The effect of certain variables on the tumor and tissue distribution of tracers. IV. False carriers: ferric citrate.

The intravenous administration of Fe+3 -citrate (1.6 mg/kg body weight) was demonstrated to alter the concentration of carrier-free 67Ga and 54Mn in malignant and healthy tissues of the rat, Morris 7777 hepatoma model. When the Fe+3 was injected 2 hours before, simultaneously with, or 2 hours after 67Ga (and the rats sacrificed 4 hours after injection), the 67Ga in most normal tissues decreased, and the viable tumor concentrations increased by 135, 24, and 47%, respectively. Twenty-four hours after a simultaneous administration of Fe+3 and 67Ga, egress of 67Ga from the tumor was much less than from the healthy tissues. These changes resulted in significant improvements in viable tumor to background ratios, especially at 4 hours.

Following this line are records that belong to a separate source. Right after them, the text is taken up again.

impl Storage {
    pub fn new(config: StoreConfig) -> Self {
        let empty = Archetype::empty(ArchetypeId::EMPTY, config.initial_column_capacity);
        let mut archetype_index = ArchetypeIndex::new();
        archetype_index.insert(ArchetypeSignature::new(), ArchetypeId::EMPTY);
        let mut archetypes = Vec::with_capacity(64);
        archetypes.push(empty);
        Self {
            config,
            registry: ComponentRegistry::new(),
            archetypes,
            archetype_index,
            component_index: ComponentIndex::new(),
            entities: EntityIndex::new(),
            query_cache: RefCell::new(QueryCache::new()),
        }
    }

    #[inline]
    pub fn archetype(&self, id: ArchetypeId) -> &Archetype {
        &self.archetypes[id.index()]
    }

    pub fn record(&self, entity: Entity) -> Result<EntityRecord> {
        self.entities.get(entity).ok_or(EcsError::EntityNotFound)
    }

    /// Find the archetype for `signature`, creating it (and its columns) on
    /// first use
    pub fn get_or_create_archetype(&mut self, signature: ArchetypeSignature) -> Result<ArchetypeId> {
        if let Some(id) = self.archetype_index.get(&signature) {
            return Ok(id);
        }
        if self.archetypes.len() >= self.config.max_archetypes {
            return Err(EcsError::ArchetypeLimitExceeded(self.config.max_archetypes));
        }

        let infos = signature
            .iter()
            .map(|&id| {
                self.registry
                    .get(id)
                    .copied()
                    .ok_or(EcsError::ComponentNotPresent(self.registry.name_of(id)))
            })
            .collect::<Result<Vec<ComponentInfo>>>()?;

        let id = ArchetypeId::new(self.archetypes.len());
        let archetype = Archetype::new(
            id,
            signature.clone(),
            &infos,
            self.config.initial_column_capacity,
        )?;

        self.component_index.insert_archetype(&archetype);
        self.query_cache.get_mut().on_archetype_created(&archetype);
        self.archetype_index.insert(signature, id);
        debug!(
            archetype = id.index(),
            components = ?infos.iter().map(ComponentInfo::name).collect::<Vec<_>>(),
            "archetype created"
        );
        self.archetypes.push(archetype);
        Ok(id)
    }

    /// Archetype reached from `source` by adding `component`
    pub fn target_for_add(
        &mut self,
        source: ArchetypeId,
        component: ComponentId,
    ) -> Result<ArchetypeId> {
        if let Some(target) = self.archetype(source).edge(component).and_then(|e| e.add) {
            return Ok(target);
        }
        let signature = canonicalize(
            self.archetype(source)
                .signature()
                .iter()
                .copied()
                .chain(std::iter::once(component)),
        );
        let target = self.get_or_create_archetype(signature)?;
        self.archetypes[source.index()].edge_for(component).add = Some(target);
        self.archetypes[target.index()].edge_for(component).remove = Some(source);
        Ok(target)
    }

    /// Archetype reached from `source` by removing `component`
    pub fn target_for_remove(
        &mut self,
        source: ArchetypeId,
        component: ComponentId,
    ) -> Result<ArchetypeId> {
        if let Some(target) = self.archetype(source).edge(component).and_then(|e| e.remove) {
            return Ok(target);
        }
        let signature: ArchetypeSignature = self
            .archetype(source)
            .signature()
            .iter()
            .copied()
            .filter(|&id| id != component)
            .collect();
        let target = self.get_or_create_archetype(signature)?;
        self.archetypes[source.index()].edge_for(component).remove = Some(target);
        self.archetypes[target.index()].edge_for(component).add = Some(source);
        Ok(target)
    }

    /// Allocate an entity in the empty archetype
    pub fn spawn(&mut self) -> Entity {
        let entity = self.entities.allocate();
        let row = self.archetypes[ArchetypeId::EMPTY.index()].add_entity(entity);
        self.entities.insert(
            entity,
            EntityRecord {
                archetype: ArchetypeId::EMPTY,
                row,
            },
        );
        entity
    }

    fn invalidate(&mut self, archetype: ArchetypeId) {
        if self.config.query_cache_enabled {
            self.query_cache.get_mut().invalidate_archetype(archetype);
        }
    }

    /// Move `entity`'s row into `target`.
    ///
    /// Columns shared with `target` are moved bitwise. A source column
    /// missing from `target` is dropped, unless it is `taken.0`, in which
    /// case its bytes are moved to `taken.1`. Returns the new row; columns
    /// of `target` not present in the source are left one element short for
    /// the caller to push.
    ///
    /// # Safety
    /// `taken.1` must be valid for writing one element of `taken.0`'s type.
    unsafe fn move_entity(
        &mut self,
        entity: Entity,
        target: ArchetypeId,
        taken: Option<(ComponentId, *mut u8)>,
    ) -> Result<usize> {
        let EntityRecord {
            archetype: source,
            row,
        } = self.record(entity)?;
        if source == target {
            return Ok(row);
        }

        let (src, dst) = pair_mut(&mut self.archetypes, source, target);
        let len = src.len();
        if row >= len {
            return Err(EcsError::RowOutOfBounds { row, len });
        }
        // Nothing below can fail once capacity is in place
        dst.reserve_row()?;

        for column in src.columns_mut() {
            let id = column.component_id();
            let slot = column.element_at(row)?.as_ptr();
            match dst.column_for_mut(id) {
                Some(dst_column) => dst_column.push_from(slot),
                None => match taken {
                    Some((taken_id, out)) if taken_id == id => {
                        ptr::copy_nonoverlapping(slot, out, column.element_size());
                    }
                    _ => column.drop_at(row),
                },
            }
        }
        let new_row = dst.add_entity(entity);
        if let Some(moved) = src.forget_row(row) {
            self.entities.set_row(moved, row);
        }
        self.entities.insert(
            entity,
            EntityRecord {
                archetype: target,
                row: new_row,
            },
        );

        self.invalidate(source);
        self.invalidate(target);
        trace!(
            entity = entity.to_bits(),
            from = source.index(),
            to = target.index(),
            row = new_row,
            "entity moved"
        );
        Ok(new_row)
    }

    pub fn has_component(&self, entity: Entity, component: ComponentId) -> bool {
        self.entities
            .get(entity)
            .is_some_and(|record| self.archetype(record.archetype).has_component(component))
    }

    /// Attach `value` to `entity`, migrating it to the next archetype.
    /// Returns the entity's new row.
    pub fn insert_component<T: Component>(&mut self, entity: Entity, value: T) -> Result<usize> {
        #[cfg(feature = "profiling")]
        let _span = info_span!("storage.insert_component").entered();

        let info = self.registry.register::<T>();
        let source = self.record(entity)?.archetype;
        if self.archetype(source).has_component(info.id()) {
            return Err(EcsError::ComponentAlreadyPresent(info.name()));
        }
        let target = self.target_for_add(source, info.id())?;
        let row = unsafe { self.move_entity(entity, target, None)? };

        if let Some(column) = self.archetypes[target.index()].column_for_mut(info.id()) {
            column.push(value)?;
        }
        Ok(row)
    }

    /// Detach `T` from `entity` and hand the value back
    pub fn take_component<T: Component>(&mut self, entity: Entity) -> Result<T> {
        #[cfg(feature = "profiling")]
        let _span = info_span!("storage.take_component").entered();

        let id = ComponentId::of::<T>();
        let source = self.record(entity)?.archetype;
        if !self.archetype(source).has_component(id) {
            return Err(EcsError::ComponentNotPresent(std::any::type_name::<T>()));
        }
        let target = self.target_for_remove(source, id)?;

        let mut slot = MaybeUninit::<T>::uninit();
        unsafe {
            self.move_entity(entity, target, Some((id, slot.as_mut_ptr() as *mut u8)))?;
            // Columned types were copied into the slot; column-less tags are
            // zero-sized and need no bytes
            Ok(slot.assume_init())
        }
    }

    /// Remove `entity` and compact its archetype. Returns its last record.
    pub fn despawn(&mut self, entity: Entity) -> Result<EntityRecord> {
        let record = self.entities.remove(entity).ok_or(EcsError::EntityNotFound)?;
        let archetype = &mut self.archetypes[record.archetype.index()];
        if let Some(moved) = archetype.swap_remove_row(record.row)? {
            self.entities.set_row(moved, record.row);
        }
        self.invalidate(record.archetype);
        trace!(entity = entity.to_bits(), "entity destroyed");
        Ok(record)
    }

    /// Create a new entity in `entity`'s archetype holding clones of all
    /// its components
    pub fn clone_entity(&mut self, entity: Entity) -> Result<Entity> {
        let record = self.record(entity)?;
        let registry = &self.registry;
        let archetype = &self.archetypes[record.archetype.index()];
        for column in archetype.columns() {
            let cloneable = registry
                .get(column.component_id())
                .is_some_and(ComponentInfo::is_cloneable);
            if !cloneable {
                return Err(EcsError::ComponentNotCloneable(column.info().name()));
            }
        }

        let clone = self.entities.allocate();
        let archetype = &mut self.archetypes[record.archetype.index()];
        archetype.reserve_row()?;
        let mut pending = PendingRow::new(archetype.columns_mut());
        for column in pending.columns.iter_mut() {
            if let Some(cloner) = registry.get(column.component_id()) {
                column.push_clone_of(record.row, cloner)?;
            }
        }
        pending.commit();
        let row = archetype.add_entity(clone);
        self.entities.insert(
            clone,
            EntityRecord {
                archetype: record.archetype,
                row,
            },
        );
        Ok(clone)
    }

    pub fn get<T: Component>(&self, entity: Entity) -> Option<&T> {
        let record = self.entities.get(entity)?;
        let archetype = self.archetype(record.archetype);
        let id = ComponentId::of::<T>();
        match archetype.column_for(id) {
            Some(column) => column.get::<T>(record.row),
            None if archetype.has_component(id) && std::mem::size_of::<T>() == 0 => {
                // Tags have no storage; any aligned pointer is a valid ZST
                Some(unsafe { NonNull::<T>::dangling().as_ref() })
            }
            None => None,
        }
    }

    pub fn get_mut<T: Component>(&mut self, entity: Entity) -> Option<&mut T> {
        let record = self.entities.get(entity)?;
        let archetype = &mut self.archetypes[record.archetype.index()];
        let id = ComponentId::of::<T>();
        if archetype.has_component(id) && archetype.column_index(id).is_none() {
            return if std::mem::size_of::<T>() == 0 {
                Some(unsafe { NonNull::<T>::dangling().as_mut() })
            } else {
                None
            };
        }
        archetype.column_for_mut(id)?.get_mut::<T>(record.row)
    }

    /// Drop every entity; archetypes, edges and indices survive
    pub fn clear(&mut self) -> Result<()> {
        for archetype in &mut self.archetypes {
            archetype.reset()?;
        }
        let cleared = self.entities.len();
        self.entities.clear();
        debug!(entities = cleared, "storage cleared");
        Ok(())
    }

    /// Reset every archetype without `keep`; returns the entities removed
    pub fn clear_except(&mut self, keep: ComponentId) -> Result<Vec<Entity>> {
        let mut removed = Vec::new();
        for archetype in &mut self.archetypes {
            if archetype.has_component(keep) || archetype.is_empty() {
                continue;
            }
            removed.extend_from_slice(archetype.entities());
            archetype.reset()?;
        }
        for &entity in &removed {
            self.entities.remove(entity);
        }
        debug!(entities = removed.len(), "storage cleared except marked");
        Ok(removed)
    }
}
//! Per-entity component change observers

use std::any::Any;

use ahash::AHashMap;
use slotmap::{new_key_type, SlotMap};
use smallvec::SmallVec;

use crate::component::{Component, ComponentId};
use crate::entity::Entity;

/// Which change an observer reacts to
#[derive(Debug, Clone, Copy, PartialEq, Eq, Hash)]
pub enum ObserverKind {
    /// Component newly attached
    OnAdd,
    /// Value written through `set`
    OnSet,
    /// Component detached; the callback sees the removed value
    OnRemove,
}

new_key_type! {
    /// Handle returned by `World::observe`
    pub struct ObserverId;
}

/// Type-erased observer callback
pub type ObserverFn = Box<dyn FnMut(Entity, &dyn Any) + Send>;

type ObserverKey = (Entity, ComponentId, ObserverKind);

struct ObserverEntry {
    key: ObserverKey,
    callback: ObserverFn,
}

/// Registry that manages all observers
#[derive(Default)]
pub struct ObserverRegistry {
    observers: SlotMap<ObserverId, ObserverEntry>,
    by_key: AHashMap<ObserverKey, SmallVec<[ObserverId; 2]>>,
    by_entity: AHashMap<Entity, SmallVec<[ObserverId; 4]>>,
}

impl ObserverRegistry {
    /// Create new registry
    pub fn new() -> Self {
        Self::default()
    }

    /// Register a type-erased callback
    pub fn register(
        &mut self,
        entity: Entity,
        component: ComponentId,
        kind: ObserverKind,
        callback: ObserverFn,
    ) -> ObserverId {
        let key = (entity, component, kind);
        let id = self.observers.insert(ObserverEntry { key, callback });
        self.by_key.entry(key).or_default().push(id);
        self.by_entity.entry(entity).or_default().push(id);
        id
    }

    /// Register a callback receiving the typed component value
    pub fn register_typed<T, F>(&mut self, entity: Entity, kind: ObserverKind, mut f: F) -> ObserverId
    where
        T: Component,
        F: FnMut(Entity, &T) + Send + 'static,
    {
        let callback: ObserverFn = Box::new(move |entity, value| {
            if let Some(value) = value.downcast_ref::<T>() {
                f(entity, value);
            }
        });
        self.register(entity, ComponentId::of::<T>(), kind, callback)
    }

    /// Unregister observer by id
    pub fn unregister(&mut self, id: ObserverId) -> bool {
        let Some(entry) = self.observers.remove(id) else {
            return false;
        };
        if let Some(ids) = self.by_key.get_mut(&entry.key) {
            ids.retain(|other| *other != id);
            if ids.is_empty() {
                self.by_key.remove(&entry.key);
            }
        }
        let entity = entry.key.0;
        if let Some(ids) = self.by_entity.get_mut(&entity) {
            ids.retain(|other| *other != id);
            if ids.is_empty() {
                self.by_entity.remove(&entity);
            }
        }
        true
    }

    /// Anyone listening for this change?
    pub fn is_observed(&self, entity: Entity, component: ComponentId, kind: ObserverKind) -> bool {
        self.by_key.contains_key(&(entity, component, kind))
    }

    /// Run every callback registered for (entity, component, kind).
    /// Returns the number of callbacks invoked.
    pub fn notify(
        &mut self,
        entity: Entity,
        component: ComponentId,
        kind: ObserverKind,
        value: &dyn Any,
    ) -> usize {
        let Some(ids) = self.by_key.get(&(entity, component, kind)) else {
            return 0;
        };
        let mut called = 0;
        for id in ids.clone() {
            if let Some(entry) = self.observers.get_mut(id) {
                (entry.callback)(entity, value);
                called += 1;
            }
        }
        called
    }

    /// Drop every registration for `entity` without firing
    pub fn remove_entity(&mut self, entity: Entity) -> usize {
        let Some(ids) = self.by_entity.remove(&entity) else {
            return 0;
        };
        for &id in &ids {
            if let Some(entry) = self.observers.remove(id) {
                self.by_key.remove(&entry.key);
            }
        }
        ids.len()
    }

    /// Get number of registered observers
    pub fn observer_count(&self) -> usize {
        self.observers.len()
    }

    /// Clear all observers
    pub fn clear(&mut self) {
        self.observers.clear();
        self.by_key.clear();
        self.by_entity.clear();
    }
}

impl std::fmt::Debug for ObserverRegistry {
    fn fmt(&self, f: &mut std::fmt::Formatter<'_>) -> std::fmt::Result {
        f.debug_struct("ObserverRegistry")
            .field("observers", &self.observers.len())
            .finish()
    }
}

#[cfg(test)]
mod tests {
    use super::*;
    use std::sync::{Arc, Mutex};

    #[derive(Debug, PartialEq)]
    struct Health(u32);

    #[test]
    fn test_observer_registry_creation() {
        let registry = ObserverRegistry::new();
        assert_eq!(registry.observer_count(), 0);
    }

    #[test]
    fn test_notify_typed_callback() {
        let mut registry = ObserverRegistry::new();
        let seen = Arc::new(Mutex::new(Vec::new()));
        let entity = Entity::from_bits(7);

        let sink = seen.clone();
        registry.register_typed::<Health, _>(entity, ObserverKind::OnSet, move |e, hp| {
            sink.lock().unwrap().push((e, hp.0));
        });

        let other = Entity::from_bits(8);
        let health_id = ComponentId::of::<Health>();
        assert_eq!(registry.notify(other, health_id, ObserverKind::OnSet, &Health(1)), 0);
        assert_eq!(registry.notify(entity, health_id, ObserverKind::OnAdd, &Health(1)), 0);
        assert_eq!(registry.notify(entity, health_id, ObserverKind::OnSet, &Health(42)), 1);
        assert_eq!(*seen.lock().unwrap(), vec![(entity, 42)]);
    }

    #[test]
    fn test_unregister_and_remove_entity() {
        let mut registry = ObserverRegistry::new();
        let entity = Entity::from_bits(1);
        let a = registry.register_typed::<Health, _>(entity, ObserverKind::OnAdd, |_, _| {});
        registry.register_typed::<Health, _>(entity, ObserverKind::OnRemove, |_, _| {});
        registry.register_typed::<Health, _>(Entity::from_bits(2), ObserverKind::OnAdd, |_, _| {});

        assert!(registry.unregister(a));
        assert!(!registry.unregister(a));
        assert!(!registry.is_observed(entity, ComponentId::of::<Health>(), ObserverKind::OnAdd));

        assert_eq!(registry.remove_entity(entity), 1);
        assert_eq!(registry.observer_count(), 1);
    }

    #[test]
    fn test_remove_entity_leaves_other_entities_alone() {
        let mut registry = ObserverRegistry::new();
        let doomed = Entity::from_bits(3);
        let kept = Entity::from_bits(4);
        let health = ComponentId::of::<Health>();
        for _ in 0..3 {
            registry.register_typed::<Health, _>(doomed, ObserverKind::OnSet, |_, _| {});
        }
        let keep = registry.register_typed::<Health, _>(kept, ObserverKind::OnSet, |_, _| {});

        assert_eq!(registry.remove_entity(doomed), 3);
        assert_eq!(registry.remove_entity(doomed), 0);
        assert!(!registry.is_observed(doomed, health, ObserverKind::OnSet));
        assert_eq!(registry.notify(kept, health, ObserverKind::OnSet, &Health(1)), 1);

        // Unregistering by id keeps the per-entity list in step
        assert!(registry.unregister(keep));
        assert_eq!(registry.remove_entity(kept), 0);
        assert_eq!(registry.observer_count(), 0);
    }
}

These changes induced in the distribution of the two tracers by Fe+3 indicate that some kinetic characteristics are shared. This is discussed in the light of their response to carrier Ga and Mn. The use of Fe+3 shows promise as a means of improving tumor/background ratios for 68Ga and 52mMn, two short-lived positron emitters that can be used with positron scanners. Gallium-67 imaging may also be improved by these techniques. The Fe+3 increases excretion of 67Ga from the animal, and this could result in a lower radiation dose to a patient.